Collected data
//! Tests for the arena tree: insertion, traversal, and rendering.

use wallaby_dom::{DomTree, ElementData, NodeId, NodeType, Tag};

/// Helper to create an element node and return its NodeId.
fn alloc_element(tree: &mut DomTree, tag: &str) -> NodeId {
    tree.alloc(NodeType::Element(ElementData::new(Tag::resolve(tag))))
}

#[test]
fn test_new_tree_has_document_root() {
    let tree = DomTree::new();
    assert_eq!(tree.len(), 1);
    let root = tree.get(NodeId::ROOT).expect("root node");
    assert!(matches!(root.node_type, NodeType::Document));
    assert_eq!(tree.parent(NodeId::ROOT), None);
}

#[test]
fn test_append_child_sets_relationships() {
    let mut tree = DomTree::new();
    let div = alloc_element(&mut tree, "div");
    tree.append_child(NodeId::ROOT, div);

    let a = alloc_element(&mut tree, "a");
    let b = alloc_element(&mut tree, "b");
    tree.append_child(div, a);
    tree.append_child(div, b);

    assert_eq!(tree.children(div), &[a, b]);
    assert_eq!(tree.parent(a), Some(div));
    assert_eq!(tree.parent(b), Some(div));
    assert_eq!(tree.next_sibling(a), Some(b));
    assert_eq!(tree.prev_sibling(b), Some(a));
    assert_eq!(tree.first_child(div), Some(a));
    assert_eq!(tree.last_child(div), Some(b));
}

#[test]
fn test_ancestors_walk_to_root() {
    let mut tree = DomTree::new();
    let outer = alloc_element(&mut tree, "div");
    tree.append_child(NodeId::ROOT, outer);
    let inner = alloc_element(&mut tree, "span");
    tree.append_child(outer, inner);

    let chain: Vec<NodeId> = tree.ancestors(inner).collect();
    assert_eq!(chain, vec![outer, NodeId::ROOT]);
    assert!(tree.is_descendant_of(inner, NodeId::ROOT));
    assert!(!tree.is_descendant_of(outer, inner));
}

#[test]
fn test_descendants_are_in_tree_order() {
    let mut tree = DomTree::new();
    let ul = alloc_element(&mut tree, "ul");
    tree.append_child(NodeId::ROOT, ul);
    let li1 = alloc_element(&mut tree, "li");
    let li2 = alloc_element(&mut tree, "li");
    tree.append_child(ul, li1);
    tree.append_child(ul, li2);
    let text = tree.alloc(NodeType::Text("one".to_string()));
    tree.append_child(li1, text);

    let order: Vec<NodeId> = tree.descendants(ul).collect();
    assert_eq!(order, vec![ul, li1, text, li2]);
}

#[test]
fn test_text_concatenates_descendants() {
    let mut tree = DomTree::new();
    let p = alloc_element(&mut tree, "p");
    tree.append_child(NodeId::ROOT, p);
    let hello = tree.alloc(NodeType::Text("Hello ".to_string()));
    tree.append_child(p, hello);
    let em = alloc_element(&mut tree, "em");
    tree.append_child(p, em);
    let world = tree.alloc(NodeType::Text("world".to_string()));
    tree.append_child(em, world);

    assert_eq!(tree.text(p), "Hello world");
    assert_eq!(tree.as_text(hello), Some("Hello "));
    assert_eq!(tree.as_text(em), None);
}

#[test]
fn test_outline_renders_structure() {
    let mut tree = DomTree::new();
    let div = tree.alloc(NodeType::Element({
        let mut data = ElementData::new(Tag::resolve("div"));
        assert!(data.attrs.insert("id".to_string(), "main".to_string()));
        data
    }));
    tree.append_child(NodeId::ROOT, div);
    let text = tree.alloc(NodeType::Text("hi".to_string()));
    tree.append_child(div, text);

    let outline = tree.outline(NodeId::ROOT);
    assert_eq!(outline, "Document\n  <div id=\"main\">\n    \"hi\"\n");
}

#[test]
fn test_base_uri_recorded_on_tree() {
    let tree = DomTree::with_base_uri("https://example.com/dir/page.html");
    assert_eq!(tree.base_uri(), Some("https://example.com/dir/page.html"));
    assert_eq!(DomTree::new().base_uri(), None);
}

#[test]
fn test_element_abs_url_resolves_against_base() {
    let mut data = ElementData::new(Tag::resolve("a"));
    assert!(data.attrs.insert("href".to_string(), "login".to_string()));
    data.base_uri = Some("https://example.com/account/".to_string());
    assert_eq!(
        data.abs_url("href"),
        Some("https://example.com/account/login".to_string())
    );

    // Relative URL with no base cannot be resolved.
    data.base_uri = None;
    assert_eq!(data.abs_url("href"), None);
}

Problem statement.
Please copy the lines in the records above between the one holding "let outer = alloc_element(&mut" and the one holding "assert_eq!(chain, vec![outer, NodeId::ROOT]);", inclusive, exactly and with no other line.

Reply to the exercise.
    let outer = alloc_element(&mut tree, "div");
    tree.append_child(NodeId::ROOT, outer);
    let inner = alloc_element(&mut tree, "span");
    tree.append_child(outer, inner);

    let chain: Vec<NodeId> = tree.ancestors(inner).collect();
    assert_eq!(chain, vec![outer, NodeId::ROOT]);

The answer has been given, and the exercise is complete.